Anthony O. Caggiano - Chief Medical Officer and Head of R&D
So we did have discussions with FDA and we landed on this number based on what we and they thought was the most likely chance of success.
Mayank Mamtani - MD, Senior Biotech Research Analyst & Group Head of Healthcare
Got it. And then on the Alzheimer's program, I appreciate the level of detail on expectations for SEQUEL. I was just curious, as you know, there's a big focus on CSF biomarkers, right? Also, I believe, in your -- both your SEQUEL and SHINE study. So could you just maybe elaborate on which markers are more relevant with oligomer displacement? And you could expect to move acutely in a study like SEQUEL versus other markers where you may need a sort of a 6-month to a 12-month time period longer chronic dosing? That would be helpful, Tony.
Anthony O. Caggiano - Chief Medical Officer and Head of R&D
Sure. Yes. Indeed, we've been very fortunate to have very significant support from NIA to run biomarker analysis from CSF in all of our studies. So we agree with the importance. Our process right now is really identifying those candidate biomarkers which will be predictive of change. To answer the question of which ones will take longer and which ones might be more acute, we'll need to look at the data from the more acute studies in order to really tell you which ones will require a longer time.
So certainly, that is kind of information we hope to have over the next many months.

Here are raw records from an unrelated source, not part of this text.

// SPDX-License-Identifier: MPL-2.0
//! User interface components.
//!
//! Components follow the Elm-style "state down, messages up" pattern.
//!
//! - [`viewer`] - Full-screen viewer with zoom, pan, and slide navigation
//! - [`widgets`] - Custom Iced widgets (spinner, input blocking)
//! - [`styles`] - Centralized styling (buttons, containers, overlays)
//! - [`design_tokens`] - Design system constants (colors, spacing, sizing)

pub mod design_tokens;
pub mod styles;
pub mod viewer;
pub mod widgets;
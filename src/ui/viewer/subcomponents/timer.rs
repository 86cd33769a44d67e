// SPDX-License-Identifier: MPL-2.0
//! One-shot timer bookkeeping.
//!
//! Timers run as sleeping `Task`s whose completion carries the token they were
//! armed with. Arming again or cancelling invalidates every earlier token, so a
//! late completion is recognised as stale and ignored.

/// Identifies one arming of a [`Timer`].
#[derive(Debug, Clone, Copy, PartialEq, Eq, Hash)]
pub struct TimerToken(u64);

/// A cancellable one-shot timer.
#[derive(Debug, Clone, Default)]
pub struct Timer {
    counter: u64,
    pending: Option<TimerToken>,
}

impl Timer {
    /// Arms the timer, superseding any pending arming.
    pub fn arm(&mut self) -> TimerToken {
        self.counter = self.counter.wrapping_add(1);
        let token = TimerToken(self.counter);
        self.pending = Some(token);
        token
    }

    /// Invalidates the pending arming, if any.
    pub fn cancel(&mut self) {
        self.pending = None;
    }

    /// Consumes a completion. Returns `true` only for the current arming.
    pub fn fire(&mut self, token: TimerToken) -> bool {
        if self.pending == Some(token) {
            self.pending = None;
            true
        } else {
            false
        }
    }

    #[must_use]
    pub fn is_pending(&self) -> bool {
        self.pending.is_some()
    }

    /// Token that would currently fire, if any.
    #[must_use]
    pub fn pending(&self) -> Option<TimerToken> {
        self.pending
    }
}
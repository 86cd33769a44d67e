// SPDX-License-Identifier: MPL-2.0
//! UI domain types.
//!
//! Viewer value objects that are independent of any presentation framework.

pub mod geometry;
pub mod newtypes;

// Re-export commonly used types
pub use geometry::{Dimensions, DragBounds, PanOffset, Rect};
pub use newtypes::{
    HintDuration, PageSize, SettleDelay, SwipeThreshold, TransitionDuration, ViewportFill,
    ZoomFactor,
};
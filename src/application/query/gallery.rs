// SPDX-License-Identifier: MPL-2.0
//! Accumulated gallery listing with pagination bookkeeping.
//!
//! The collection only grows by appending pages. Items already held never move,
//! so an index handed to the viewer stays valid while more pages arrive.

use crate::application::port::gallery::SourceError;
use crate::domain::gallery::GalleryItem;
use crate::domain::ui::newtypes::PageSize;
use std::collections::HashSet;

/// A page request: fetch `limit` items from `offset`.
#[derive(Debug, Clone, Copy, PartialEq, Eq)]
pub struct PageRequest {
    pub limit: usize,
    pub offset: usize,
}

/// Items fetched so far plus the state of the next fetch.
#[derive(Debug, Clone, Default)]
pub struct GalleryCollection {
    items: Vec<GalleryItem>,
    page_size: PageSize,
    offset: usize,
    has_more: bool,
    is_fetching: bool,
    last_error: Option<SourceError>,
}

impl GalleryCollection {
    /// Creates an empty collection that will fetch `page_size` items at a time.
    #[must_use]
    pub fn new(page_size: PageSize) -> Self {
        Self {
            page_size,
            has_more: true,
            ..Self::default()
        }
    }

    /// Marks a fetch as in flight and returns what to request, or `None` if a
    /// fetch is already running or the listing is exhausted.
    pub fn begin_fetch(&mut self) -> Option<PageRequest> {
        if self.is_fetching || !self.has_more {
            return None;
        }
        self.is_fetching = true;
        Some(PageRequest {
            limit: self.page_size.value(),
            offset: self.offset,
        })
    }

    /// Applies the outcome of the in-flight fetch. Returns the number of items
    /// appended.
    pub fn apply_page(&mut self, result: Result<Vec<GalleryItem>, SourceError>) -> usize {
        self.is_fetching = false;
        match result {
            Ok(page) => {
                self.last_error = None;
                if page.len() < self.page_size.value() {
                    self.has_more = false;
                }
                self.offset += page.len();

                let known: HashSet<_> = self.items.iter().map(|item| item.id.clone()).collect();
                let before = self.items.len();
                self.items
                    .extend(page.into_iter().filter(|item| !known.contains(&item.id)));
                self.items.len() - before
            }
            Err(error) => {
                self.last_error = Some(error);
                0
            }
        }
    }

    #[must_use]
    pub fn items(&self) -> &[GalleryItem] {
        &self.items
    }

    #[must_use]
    pub fn len(&self) -> usize {
        self.items.len()
    }

    #[must_use]
    pub fn is_empty(&self) -> bool {
        self.items.is_empty()
    }

    /// Whether another page may exist.
    #[must_use]
    pub fn has_more(&self) -> bool {
        self.has_more
    }

    #[must_use]
    pub fn is_fetching(&self) -> bool {
        self.is_fetching
    }

    /// Error of the most recent fetch, cleared by the next successful one.
    #[must_use]
    pub fn last_error(&self) -> Option<&SourceError> {
        self.last_error.as_ref()
    }

    /// Whether the listing is known to be complete.
    #[must_use]
    pub fn is_exhausted(&self) -> bool {
        !self.has_more && !self.is_fetching
    }
}

#[cfg(test)]
mod tests {
    use super::*;
    use crate::domain::gallery::{AspectRatio, ImageSource, ItemId};

    fn item(name: &str) -> GalleryItem {
        GalleryItem {
            id: ItemId::new(name),
            low_res: ImageSource::capped(format!("/{name}.jpg"), 1200),
            high_res: ImageSource::original(format!("/{name}.jpg")),
            alt_text: name.to_string(),
            aspect_ratio: AspectRatio::SQUARE,
            caption: None,
        }
    }

    fn page(names: &[&str]) -> Vec<GalleryItem> {
        names.iter().map(|name| item(name)).collect()
    }

    #[test]
    fn first_fetch_starts_at_zero() {
        let mut collection = GalleryCollection::new(PageSize::new(2));
        assert_eq!(
            collection.begin_fetch(),
            Some(PageRequest {
                limit: 2,
                offset: 0
            })
        );
        assert!(collection.is_fetching());
        assert_eq!(collection.begin_fetch(), None);
    }

    #[test]
    fn full_pages_append_in_order() {
        let mut collection = GalleryCollection::new(PageSize::new(2));
        collection.begin_fetch();
        assert_eq!(collection.apply_page(Ok(page(&["a", "b"]))), 2);
        assert!(collection.has_more());

        let request = collection.begin_fetch().unwrap();
        assert_eq!(request.offset, 2);
        collection.apply_page(Ok(page(&["c", "d"])));

        let ids: Vec<_> = collection.items().iter().map(|i| i.id.as_str()).collect();
        assert_eq!(ids, ["a", "b", "c", "d"]);
    }

    #[test]
    fn short_page_ends_pagination() {
        let mut collection = GalleryCollection::new(PageSize::new(10));
        collection.begin_fetch();
        collection.apply_page(Ok(page(&["a", "b", "c"])));
        assert!(!collection.has_more());
        assert!(collection.is_exhausted());
        assert_eq!(collection.begin_fetch(), None);
    }

    #[test]
    fn empty_first_page_leaves_empty_collection() {
        let mut collection = GalleryCollection::new(PageSize::default());
        collection.begin_fetch();
        collection.apply_page(Ok(Vec::new()));
        assert!(collection.is_empty());
        assert!(collection.is_exhausted());
    }

    #[test]
    fn error_is_recorded_and_retry_is_allowed() {
        let mut collection = GalleryCollection::new(PageSize::new(2));
        collection.begin_fetch();
        collection.apply_page(Err(SourceError::Io("offline".into())));
        assert!(collection.last_error().is_some());
        assert!(collection.has_more());

        let request = collection.begin_fetch().unwrap();
        assert_eq!(request.offset, 0);
        collection.apply_page(Ok(page(&["a", "b"])));
        assert!(collection.last_error().is_none());
    }

    #[test]
    fn duplicate_ids_are_not_appended_twice() {
        let mut collection = GalleryCollection::new(PageSize::new(2));
        collection.begin_fetch();
        collection.apply_page(Ok(page(&["a", "b"])));
        collection.begin_fetch();
        assert_eq!(collection.apply_page(Ok(page(&["b", "c"]))), 1);
        assert_eq!(collection.len(), 3);
    }
}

Mayank Mamtani - MD, Senior Biotech Research Analyst & Group Head of Healthcare
Got it. And sorry, again, if I missed this, did you say what forum you're looking to present the SEQUEL data? Is there like a conference you're targeting? And also...
Anthony O. Caggiano - Chief Medical Officer and Head of R&D
We haven't announced yet where that will be.
Mayank Mamtani - MD, Senior Biotech Research Analyst & Group Head of Healthcare
And a similar question on SHINE. Is there a particular time next year, you're looking to present that data?
Anthony O. Caggiano - Chief Medical Officer and Head of R&D
With SHINE, Mayank, our goal is to complete enrollment this year. The last patient comes in at the end of the year. It's a 6-month trial. Several months to clean up the data and get top line results. It will really be a function of the enrollment being completed. So we're saying fall of '24.
Operator
We have no further questions. I'll turn the call back over to Cognition's CEO for closing remarks. Ms. Ricciardi, please go ahead.
Lisa Ricciardi - CEO, President & Director
Thank you. To conclude, I'd like to say that we are optimistic for Cognition's future and its evolution as we aim to improve the lives of those afflicted with neurodegenerative diseases. The science is sound, and we continue to build evidence about what CT1812 can do for patients. We believe we're now well positioned to achieve and deliver on multiple clinical milestones, and we are focused on creating long-term value for our shareholders by doing so.
Thank you for joining us this morning, and everyone, have a great day.
Operator
This concludes today's conference call. Thank you for your participation. You may now disconnect.